Setelah itu pandanganku menghitam. Yang ku ingat terakhir kali adalah mobil kami menabrak pembatas dan masuk ke jurang. Senyum Marvell mengembang saat aku membuka mata. Kami masih tersadar dengan darah mengalir dari kepala. Marvell menggenggam tangan ku erat. Dia berusaha menguatkanku meski keningnya penuh dengan cairan merah.

“Aku mencintaimu Naya. menikahlah dengan ku saat kita bertemu dalam satu keyakinan yang sama,” ucapnya lalu iris mata biru gelap itu tertutup rapat. Mulutku terkatup, sangat sulit untuk bicara sekarang. Kepalaku sangat sakit hingga aku tak sadarkan diri terkulai tak berdaya menunggu pertolongan Tuhan untuk kami berdua.

Saat aku membuka mata hanya kegelapan yang ada. Aku sendiri dalam ruangan gelap duduk diatas kursi kayu yang sangat keras. Perlahan buliran air mata menetes dipipiku. Aku sangat takut.

“Ibu, ayah, kak Akmal. Naya takut, disini sangat gelap.”

Sedetik kemudian seberkas cahaya menyilaukan membuat kaki ku tergerak kesana. Semakin aku berjalan cahaya itu semakin terang. Dan kini bayangan seseorang berjalan kearahku. Aku tidak tahu siapa dia karena dia berjalan membelakangi cahaya hingga aku tidak bisa melihat dengan jelas wajahnya.

Aku hanya berdiri diam sembari tangan menusap sisa air mata yang terus keluar. Seseorang itu datang padaku dengan cahaya yang mengikutinya hingga akhirnya kami bertatap muka.

“Marvell.”

Marvell hanya tersenyum padaku. Senyum tulus yang membuat air mata ku turun untuk yang  kesekian kali. Ya Tuhan apa yang terjadi sebenarnya? Apa aku sudah meninggal? Lalu, apa Marvell sudah meninggal juga? Jika itu memang takdir kami maka berilah aku keikhlasan untuk menerimanya. Biarlah kami tidak bisa bersatu dalam dunia namun aku mohon Ya Allah ijinkan aku bertemu dengannya dan bersamanya meski hanya sekedipan mata di alam setelah kematian ini.

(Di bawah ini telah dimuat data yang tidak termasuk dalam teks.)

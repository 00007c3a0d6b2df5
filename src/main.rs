use anyhow::Result;
use clap::Parser;
use env_logger::{Builder, Env};
use log::{error, info};
use std::path::PathBuf;
use std::time::Instant;

use traffic_common::{OutputFormat, RunRecord, SimulationConfig};
use traffic_engine::output::{load_run, metrics_csv_path, save_run, write_metrics_csv};
use traffic_engine::simulation::{resolve_seed, simulate};

/// Command-line arguments for the traffic engine
#[derive(Parser, Debug)]
#[command(author, version, about, long_about = None)]
struct Args {
    /// Simulation config file (.toml)
    #[arg(short, long, default_value = "config.toml")]
    config: PathBuf,

    /// Random seed, overriding `run.seed`
    #[arg(long)]
    seed: Option<u64>,

    /// Number of time steps, overriding `run.steps`
    #[arg(long)]
    steps: Option<i64>,

    /// Base filename for output files, overriding `output.base_filename`
    #[arg(short, long)]
    output: Option<String>,

    /// Run file format: json, bincode or messagepack
    #[arg(long, value_parser = parse_format)]
    format: Option<OutputFormat>,

    /// Print the summary of a previously saved run instead of simulating
    #[arg(long)]
    load: Option<PathBuf>,
}

fn parse_format(s: &str) -> Result<OutputFormat, String> {
    OutputFormat::from_extension(s).ok_or_else(|| format!("unknown format '{s}' (json, bincode, messagepack)"))
}

fn main() -> Result<()> {
    let args = Args::parse();

    Builder::from_env(Env::default().default_filter_or("info")).init();

    if let Err(e) = run_with_args(args) {
        error!("{:#}", e);
        return Err(e);
    }
    Ok(())
}

fn run_with_args(args: Args) -> Result<()> {
    if let Some(path) = &args.load {
        let record = load_run(path)?;
        log_summary(&record);
        return Ok(());
    }

    info!("Starting Traffic Engine...");

    // --- Load Configuration ---
    let mut config = SimulationConfig::load(&args.config)?;
    if let Some(steps) = args.steps {
        config.run.steps = steps;
    }
    if let Some(seed) = args.seed {
        config.run.seed = Some(seed);
    }
    if let Some(base) = args.output {
        config.output.base_filename = base;
    }
    if let Some(format) = args.format {
        config.output.format = format;
    }
    config.validate()?;
    info!("Loaded configuration from {}", args.config.display());

    // --- Simulate ---
    let seed = resolve_seed(config.run.seed);
    let start_time = Instant::now();
    let record = simulate(&config, seed)?;
    info!("Simulation finished in {:.3} seconds.", start_time.elapsed().as_secs_f64());
    log_summary(&record);

    // --- Save Recorded Data ---
    let base = &config.output.base_filename;
    if config.output.save_snapshots {
        save_run(&record, base, config.output.format)?;
    } else {
        info!("Skipping saving the run as per config (save_snapshots is false).");
    }
    if config.output.save_metrics_csv {
        write_metrics_csv(&record.metrics, metrics_csv_path(base))?;
    } else {
        info!("Skipping saving per-step metrics as per config.");
    }

    info!("Simulation Complete.");
    Ok(())
}

fn log_summary(record: &RunRecord) {
    let summary = &record.metrics.summary;
    let vehicles = record.snapshots.first().map_or(0, |s| s.vehicle_count());
    info!(
        "Road: {} cells, {} vehicles, v_max {}, p {} | Seed: {} | Steps: {}",
        record.params.road_length,
        vehicles,
        record.params.max_speed,
        record.params.slowdown_probability,
        record.seed,
        record.num_steps()
    );
    info!(
        "Averaged over {} steps after {} warm-up: density {:.3}, flow {:.3}, speed {:.3} ({:.1}% of v_max)",
        summary.averaged_steps,
        summary.warmup_steps,
        summary.mean_density,
        summary.mean_flow,
        summary.mean_speed,
        summary.mean_relative_speed * 100.0
    );
    info!(
        "Jammed: {:.1}% | Throughput: {:.2} vehicles | Boundary crossings: {} ({:.3} per step)",
        summary.mean_jam_fraction * 100.0,
        summary.mean_throughput,
        summary.total_crossings,
        summary.measured_flow
    );
}
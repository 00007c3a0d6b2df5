use serde::{Deserialize, Serialize};

use crate::error::SimError;

/// Road parameters shared read-only by every update computation of a run.
#[derive(Debug, Clone, Copy, PartialEq, Serialize, Deserialize)]
pub struct RoadParams {
    /// Number of cells on the closed loop (L).
    pub road_length: u32,
    /// Global speed cap in cells per step (v_max).
    pub max_speed: u32,
    /// Probability that a moving vehicle slows down by one in a step (p).
    pub slowdown_probability: f64,
}

impl RoadParams {
    /// Builds a validated parameter set.
    pub fn new(road_length: u32, max_speed: u32, slowdown_probability: f64) -> Result<Self, SimError> {
        let params = Self { road_length, max_speed, slowdown_probability };
        params.validate()?;
        Ok(params)
    }

    pub fn validate(&self) -> Result<(), SimError> {
        if self.road_length == 0 {
            return Err(SimError::invalid_config("road length must be greater than 0"));
        }
        if self.max_speed < 1 {
            return Err(SimError::invalid_config("max speed must be at least 1"));
        }
        // Written so that NaN is rejected as well.
        if !(0.0..=1.0).contains(&self.slowdown_probability) {
            return Err(SimError::invalid_config(format!(
                "slowdown probability must be within [0, 1], got {}",
                self.slowdown_probability
            )));
        }
        Ok(())
    }

    /// Fraction of cells occupied by `vehicle_count` vehicles.
    pub fn density(&self, vehicle_count: usize) -> f64 {
        vehicle_count as f64 / self.road_length as f64
    }
}

#[cfg(test)]
mod tests {
    use super::*;

    #[test]
    fn test_accepts_valid_params() {
        let params = RoadParams::new(250, 5, 0.3).unwrap();
        assert_eq!(params.road_length, 250);
        assert_eq!(params.density(25), 0.1);
    }

    #[test]
    fn test_rejects_bad_params() {
        assert!(matches!(RoadParams::new(0, 5, 0.3), Err(SimError::InvalidConfiguration(_))));
        assert!(matches!(RoadParams::new(10, 0, 0.3), Err(SimError::InvalidConfiguration(_))));
        assert!(matches!(RoadParams::new(10, 2, 1.5), Err(SimError::InvalidConfiguration(_))));
        assert!(matches!(RoadParams::new(10, 2, -0.1), Err(SimError::InvalidConfiguration(_))));
        assert!(matches!(RoadParams::new(10, 2, f64::NAN), Err(SimError::InvalidConfiguration(_))));
    }

    #[test]
    fn test_probability_bounds_are_inclusive() {
        assert!(RoadParams::new(10, 2, 0.0).is_ok());
        assert!(RoadParams::new(10, 2, 1.0).is_ok());
    }
}
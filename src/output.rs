use anyhow::{Context, Result};
use log::info;
use std::fs::File;
use std::io::{BufReader, BufWriter, Write};
use std::path::{Path, PathBuf};
use traffic_common::{MetricsReport, OutputFormat, RunRecord};

/// Path of the run file for `base_filename` in the given format.
pub fn run_path(base_filename: &str, format: OutputFormat) -> PathBuf {
    PathBuf::from(format!("{}_run.{}", base_filename, format.extension()))
}

/// Path of the per-step metrics table for `base_filename`.
pub fn metrics_csv_path(base_filename: &str) -> PathBuf {
    PathBuf::from(format!("{}_metrics.csv", base_filename))
}

/// Writes the full run (parameters, seed, snapshots and metrics) so it can be
/// replayed later. Returns the path written.
pub fn save_run(record: &RunRecord, base_filename: &str, format: OutputFormat) -> Result<PathBuf> {
    let path = run_path(base_filename, format);
    let file = File::create(&path)
        .with_context(|| format!("Failed to create run file '{}'", path.display()))?;
    let mut writer = BufWriter::new(file);

    match format {
        OutputFormat::Json => serde_json::to_writer(&mut writer, record)
            .with_context(|| format!("Failed to serialize run to JSON '{}'", path.display()))?,
        OutputFormat::Bincode => bincode::serialize_into(&mut writer, record)
            .with_context(|| format!("Failed to serialize run to bincode '{}'", path.display()))?,
        OutputFormat::MessagePack => rmp_serde::encode::write(&mut writer, record)
            .with_context(|| format!("Failed to serialize run to MessagePack '{}'", path.display()))?,
    }
    writer
        .flush()
        .with_context(|| format!("Failed to write run file '{}'", path.display()))?;

    info!(
        "Run with {} snapshots saved to {} ({:?} format)",
        record.snapshots.len(),
        path.display(),
        format
    );
    Ok(path)
}

/// Reads a run written by [`save_run`], picking the format from the file extension.
pub fn load_run<P: AsRef<Path>>(path: P) -> Result<RunRecord> {
    let path = path.as_ref();
    let ext = path.extension().and_then(|e| e.to_str()).unwrap_or_default();
    let format = OutputFormat::from_extension(ext)
        .with_context(|| format!("Unknown run file extension '{}' for '{}'", ext, path.display()))?;

    let file = File::open(path).with_context(|| format!("Failed to open run file '{}'", path.display()))?;
    let reader = BufReader::new(file);
    let record: RunRecord = match format {
        OutputFormat::Json => serde_json::from_reader(reader)
            .with_context(|| format!("Failed to parse JSON run '{}'", path.display()))?,
        OutputFormat::Bincode => bincode::deserialize_from(reader)
            .with_context(|| format!("Failed to decode bincode run '{}'", path.display()))?,
        OutputFormat::MessagePack => rmp_serde::from_read(reader)
            .with_context(|| format!("Failed to decode MessagePack run '{}'", path.display()))?,
    };
    info!("Loaded run with {} snapshots from {}", record.snapshots.len(), path.display());
    Ok(record)
}

/// Writes one CSV row of metrics per step, for plotting.
pub fn write_metrics_csv<P: AsRef<Path>>(report: &MetricsReport, path: P) -> Result<()> {
    let path = path.as_ref();
    let mut writer = csv::Writer::from_path(path)
        .with_context(|| format!("Failed to create metrics CSV '{}'", path.display()))?;
    for step in &report.steps {
        writer
            .serialize(step)
            .with_context(|| format!("Failed to write metrics row for step {} to '{}'", step.step, path.display()))?;
    }
    writer
        .flush()
        .with_context(|| format!("Failed to flush metrics CSV '{}'", path.display()))?;
    info!("Per-step metrics saved to {}", path.display());
    Ok(())
}

#[cfg(test)]
mod tests {
    use super::*;
    use crate::simulation::simulate;
    use traffic_common::SimulationConfig;

    fn sample_record() -> RunRecord {
        let config = SimulationConfig::from_toml_str(
            r#"
            [road]
            length = 40
            [vehicles]
            count = 10
            max_speed = 3
            [dynamics]
            slowdown_probability = 0.2
            [run]
            steps = 15
            "#,
        )
        .unwrap();
        simulate(&config, 21).unwrap()
    }

    fn temp_base(name: &str) -> String {
        let dir = std::env::temp_dir().join(format!("traffic-engine-{}-{}", name, std::process::id()));
        std::fs::create_dir_all(&dir).unwrap();
        dir.join("test").to_string_lossy().into_owned()
    }

    #[test]
    fn test_binary_formats_load_back_identical() {
        let record = sample_record();
        for format in [OutputFormat::Bincode, OutputFormat::MessagePack] {
            let base = temp_base(&format!("{:?}", format));
            let path = save_run(&record, &base, format).unwrap();
            assert_eq!(path.extension().unwrap(), format.extension());
            let loaded = load_run(&path).unwrap();
            assert_eq!(loaded, record);
        }
    }

    #[test]
    fn test_json_run_loads_back() {
        let record = sample_record();
        let base = temp_base("json");
        let path = save_run(&record, &base, OutputFormat::Json).unwrap();
        let loaded = load_run(&path).unwrap();
        assert_eq!(loaded.seed, record.seed);
        assert_eq!(loaded.snapshots, record.snapshots);
        assert_eq!(loaded.params.road_length, 40);
        assert_eq!(loaded.snapshot(3), record.snapshot(3));
    }

    #[test]
    fn test_load_rejects_unknown_extension() {
        let base = temp_base("unknown");
        let path = PathBuf::from(format!("{base}.txt"));
        std::fs::write(&path, b"not a run").unwrap();
        assert!(load_run(&path).is_err());
    }

    #[test]
    fn test_metrics_csv_has_a_row_per_step() {
        let record = sample_record();
        let path = metrics_csv_path(&temp_base("csv"));
        write_metrics_csv(&record.metrics, &path).unwrap();

        let mut reader = csv::Reader::from_path(&path).unwrap();
        let headers = reader.headers().unwrap().clone();
        assert_eq!(&headers[0], "step");
        assert!(headers.iter().any(|h| h == "flow"));
        assert_eq!(reader.records().count(), 16);
    }

    #[test]
    fn test_metrics_csv_error_names_the_path() {
        let record = sample_record();
        let path = std::env::temp_dir()
            .join(format!("traffic-engine-no-such-dir-{}", std::process::id()))
            .join("metrics.csv");
        let err = write_metrics_csv(&record.metrics, &path).unwrap_err();
        assert!(format!("{err:#}").contains(&path.display().to_string()));
    }
}
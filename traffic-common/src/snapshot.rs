use serde::{Deserialize, Serialize};

/// A single vehicle on the road.
#[derive(Debug, Clone, Copy, PartialEq, Eq, Hash, Serialize, Deserialize)]
pub struct Vehicle {
    /// Stable identity, unchanged for the whole run.
    pub id: u32,
    /// Occupied cell, in `[0, road_length)`.
    pub position: u32,
    /// Cells travelled during the step that produced this state.
    pub speed: u32,
}

impl Vehicle {
    pub fn new(id: u32, position: u32, speed: u32) -> Self {
        Vehicle { id, position, speed }
    }
}

/// The road at a specific time step, frozen for replay.
#[derive(Debug, Clone, PartialEq, Eq, Serialize, Deserialize)]
pub struct Snapshot {
    /// Index of the time step; the initial state is step 0.
    pub step: u32,
    /// Vehicles sorted by position.
    pub vehicles: Vec<Vehicle>,
}

impl Snapshot {
    pub fn vehicle_count(&self) -> usize {
        self.vehicles.len()
    }

    /// Positions in road order, as the roadway diagram draws them.
    pub fn positions(&self) -> Vec<u32> {
        self.vehicles.iter().map(|v| v.position).collect()
    }

    pub fn speeds(&self) -> Vec<u32> {
        self.vehicles.iter().map(|v| v.speed).collect()
    }

    /// Per-cell occupancy: `Some(speed)` for an occupied cell, `None` for an empty one.
    pub fn cells(&self, road_length: u32) -> Vec<Option<u32>> {
        let mut cells = vec![None; road_length as usize];
        for v in &self.vehicles {
            if let Some(cell) = cells.get_mut(v.position as usize) {
                *cell = Some(v.speed);
            }
        }
        cells
    }
}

“Naya, kenapa kamu disini?”

Pertanyaan Marvell membuatku bertanya apa maksudnya.

“Bukannya kita sudah meninggal, Vell? Jadi aku ada disini denganmu.”

“Tidak Naya. Kini belum saatnya kamu ada di sini. Kembalilah pulang. Apa kamu tidak khawatir dengan ibu dan ayah?”

“Lalu apa yang akan terjadi denganmu Marvell? Apa yang akan kamu lakukan kalau aku pergi? Aku tidak ingin pergi dari sini sendiri, aku akan pergi bersamamu.”

Marvell memegang kedua bahuku. Dia sedikit menunduk mensejajarkan tinggin dengan ku yang hanya sebahunya.

“Lihat mataku Naya.”

Sekali lagi aku melihat iris mata biru gelap itu.

“Kembalilah. Aku tidak ingin kamu menemaniku disini. Kamu harus bahagia Naya. Apa kamu lupa dengan ucapanku senja tadi?”

Aku semakin terisak. Aku masih ingat apa yang diucapkannya. Bahkan kata katanya lima tahun terakhir ini yang aku bisa mengingatnya dengan jelas.

“Aku akan memintamu menikah denganku saat kita dalam satu keyakinan yang sama bukan? Dan aku memintamu menjaga hati mu untukku karena kamu sudah menempati ruang kosong di hatiku. Sekarang aku mohon kembalilah dan tepati juga apa yang kamu ucapkan padaku tadi kalau kamu akan menunggu waktu itu. Aku berjanji akan kembali.”

“Benarkah? Apa kamu bersungguh sungguh akan kembali?”

Marvell mengangguk dengan senyum tulusnya dia melepas tangannya dari pundakku lalu membawaku kedalam pelukannya. Pelukan hangat yang baru pertama ini aku rasakan. Mataku terpejam mencoba tidak terisak dalam pelukan Marvell.

“Aku mencintaimu Naya. aku mencintaimu dalam satu keyakinan yang sama.”